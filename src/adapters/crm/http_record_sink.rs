//! CRM Record Sink - Creates and updates candidate records over HTTP.
//!
//! Records are sent as multipart forms: `POST {base_url}` to create,
//! `PUT {base_url}/{id}` to update. List fields use the `name[]`
//! convention and an attachment travels as the `resume` file part.

use async_trait::async_trait;
use reqwest::multipart::{Form, Part};
use reqwest::{Client, Method, StatusCode};
use secrecy::{ExposeSecret, Secret};
use serde::Deserialize;

use crate::config::CrmConfig;
use crate::domain::handoff::CandidateRecord;
use crate::ports::{RecordSink, SinkError, StoredDocument};

const ATTACHMENT_PART: &str = "resume";
const ATTACHMENT_CONTENT_TYPE: &str = "application/octet-stream";

pub struct HttpRecordSink {
    base_url: String,
    api_key: Secret<String>,
    source_id: Option<i64>,
    http_client: Client,
}

impl HttpRecordSink {
    pub fn from_config(config: &CrmConfig) -> Result<Self, SinkError> {
        let base_url = config
            .base_url
            .clone()
            .filter(|u| !u.is_empty())
            .ok_or(SinkError::NotConfigured)?;
        let api_key = config.api_key.clone().ok_or(SinkError::NotConfigured)?;
        let http_client = Client::builder()
            .timeout(config.timeout())
            .build()
            .map_err(|e| SinkError::Network(format!("Failed to create HTTP client: {}", e)))?;

        Ok(Self {
            base_url: base_url.trim_end_matches('/').to_string(),
            api_key,
            source_id: config.source_id,
            http_client,
        })
    }

    fn record_url(&self, id: i64) -> String {
        format!("{}/{}", self.base_url, id)
    }

    fn build_form(
        &self,
        record: &CandidateRecord,
        attachment: Option<&StoredDocument>,
    ) -> Result<Form, SinkError> {
        let mut form = Form::new();
        for (name, value) in record.to_form_pairs(self.source_id) {
            form = form.text(name, value);
        }

        if let Some(document) = attachment {
            let part = Part::bytes(document.bytes.clone())
                .file_name(document.key.file_name().to_string())
                .mime_str(ATTACHMENT_CONTENT_TYPE)
                .map_err(|e| SinkError::Network(e.to_string()))?;
            form = form.part(ATTACHMENT_PART, part);
        }
        Ok(form)
    }

    async fn send(
        &self,
        method: Method,
        url: &str,
        record: &CandidateRecord,
        attachment: Option<&StoredDocument>,
    ) -> Result<String, SinkError> {
        let form = self.build_form(record, attachment)?;

        let response = self
            .http_client
            .request(method.clone(), url)
            .header("Accept", "application/json")
            .header("X-API-KEY", self.api_key.expose_secret())
            .multipart(form)
            .send()
            .await
            .map_err(|e| SinkError::Network(e.to_string()))?;

        let status = response.status();
        let body = response.text().await.unwrap_or_default();

        if !is_accepted(status) {
            tracing::error!(%method, %url, status = status.as_u16(), body = %body, "CRM request failed");
            return Err(SinkError::unexpected_status(status.as_u16(), body));
        }
        Ok(body)
    }
}

fn is_accepted(status: StatusCode) -> bool {
    status == StatusCode::OK || status == StatusCode::CREATED
}

#[derive(Debug, Deserialize)]
struct CreateResponse {
    data: CreatedRecord,
}

#[derive(Debug, Deserialize)]
struct CreatedRecord {
    id: i64,
}

fn parse_created_id(body: &str) -> Result<i64, SinkError> {
    let response: CreateResponse = serde_json::from_str(body)
        .map_err(|e| SinkError::Parse(format!("Failed to parse CRM response: {}", e)))?;
    Ok(response.data.id)
}

#[async_trait]
impl RecordSink for HttpRecordSink {
    async fn create(
        &self,
        record: &CandidateRecord,
        attachment: Option<&StoredDocument>,
    ) -> Result<i64, SinkError> {
        let body = self.send(Method::POST, &self.base_url, record, attachment).await?;
        let id = parse_created_id(&body)?;
        tracing::info!(crm_id = id, "CRM record created");
        Ok(id)
    }

    async fn update(
        &self,
        id: i64,
        record: &CandidateRecord,
        attachment: Option<&StoredDocument>,
    ) -> Result<(), SinkError> {
        self.send(Method::PUT, &self.record_url(id), record, attachment)
            .await?;
        tracing::info!(crm_id = id, "CRM record updated");
        Ok(())
    }
}

#[cfg(test)]
mod tests {
    use super::*;

    fn config() -> CrmConfig {
        CrmConfig {
            base_url: Some("https://crm.example.com/api/candidates/".to_string()),
            api_key: Some(Secret::new("key".to_string())),
            source_id: Some(3),
            ..CrmConfig::default()
        }
    }

    #[test]
    fn from_config_requires_url_and_key() {
        assert!(matches!(
            HttpRecordSink::from_config(&CrmConfig::default()),
            Err(SinkError::NotConfigured)
        ));

        let without_key = CrmConfig {
            api_key: None,
            ..config()
        };
        assert!(matches!(
            HttpRecordSink::from_config(&without_key),
            Err(SinkError::NotConfigured)
        ));
    }

    #[test]
    fn record_url_appends_id() {
        let sink = HttpRecordSink::from_config(&config()).unwrap();
        assert_eq!(sink.base_url, "https://crm.example.com/api/candidates");
        assert_eq!(sink.record_url(42), "https://crm.example.com/api/candidates/42");
    }

    #[test]
    fn accepts_only_ok_and_created() {
        assert!(is_accepted(StatusCode::OK));
        assert!(is_accepted(StatusCode::CREATED));
        assert!(!is_accepted(StatusCode::ACCEPTED));
        assert!(!is_accepted(StatusCode::BAD_REQUEST));
    }

    #[test]
    fn parses_created_id() {
        assert_eq!(parse_created_id(r#"{"data":{"id":981,"full_name":"Ana"}}"#).unwrap(), 981);
        assert!(matches!(
            parse_created_id(r#"{"data":{}}"#),
            Err(SinkError::Parse(_))
        ));
    }
}
//! Field registry: the ordered list of fields a survey collects.

use serde::{Deserialize, Serialize};

use super::state::InterviewState;
use crate::domain::foundation::ValidationError;

/// One field merged with a conversation's answer. Derived, never stored.
#[derive(Debug, Clone, PartialEq, Eq, Serialize, Deserialize)]
pub struct Field {
    pub index: usize,
    pub name: String,
    pub value: Option<String>,
}

impl Field {
    pub fn is_set(&self) -> bool {
        self.value.is_some()
    }

    /// Line shown to the model for this field.
    pub fn prompt_line(&self) -> String {
        match &self.value {
            Some(value) => format!("[{}] - {} - {} (already set)", self.index, self.name, value),
            None => format!("[{}] - {} - ? (need to ask)", self.index, self.name),
        }
    }
}

/// Ordered, index-addressed field names.
#[derive(Debug, Clone, PartialEq, Eq, Default, Serialize, Deserialize)]
#[serde(transparent)]
pub struct FieldRegistry {
    names: Vec<String>,
}

impl FieldRegistry {
    pub fn new(names: Vec<String>) -> Self {
        Self { names }
    }

    /// Parses one field per line; lines are trimmed and blank lines dropped.
    pub fn parse(text: &str) -> Result<Self, ValidationError> {
        let names: Vec<String> = text
            .lines()
            .map(str::trim)
            .filter(|line| !line.is_empty())
            .map(str::to_string)
            .collect();

        if names.is_empty() {
            return Err(ValidationError::empty_field("fields"));
        }
        Ok(Self { names })
    }

    pub fn names(&self) -> &[String] {
        &self.names
    }

    pub fn len(&self) -> usize {
        self.names.len()
    }

    pub fn is_empty(&self) -> bool {
        self.names.is_empty()
    }

    pub fn is_valid_index(&self, index: usize) -> bool {
        index < self.names.len()
    }

    /// Zips names with the state's stored values, in registry order.
    pub fn resolve(&self, state: &InterviewState) -> Vec<Field> {
        self.names
            .iter()
            .enumerate()
            .map(|(index, name)| Field {
                index,
                name: name.clone(),
                value: state.field_value(index).map(str::to_string),
            })
            .collect()
    }

    /// Number of fields still unanswered.
    pub fn outstanding(&self, state: &InterviewState) -> usize {
        (0..self.names.len())
            .filter(|index| state.field_value(*index).is_none())
            .count()
    }
}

Exercise: Look through the material above and print exactly the lines from the one containing "for (name, value)" to the one containing "let part = Part::bytes(document.bytes.clone())", both included, and nothing more.

Answer for the task:
        for (name, value) in record.to_form_pairs(self.source_id) {
            form = form.text(name, value);
        }

        if let Some(document) = attachment {
            let part = Part::bytes(document.bytes.clone())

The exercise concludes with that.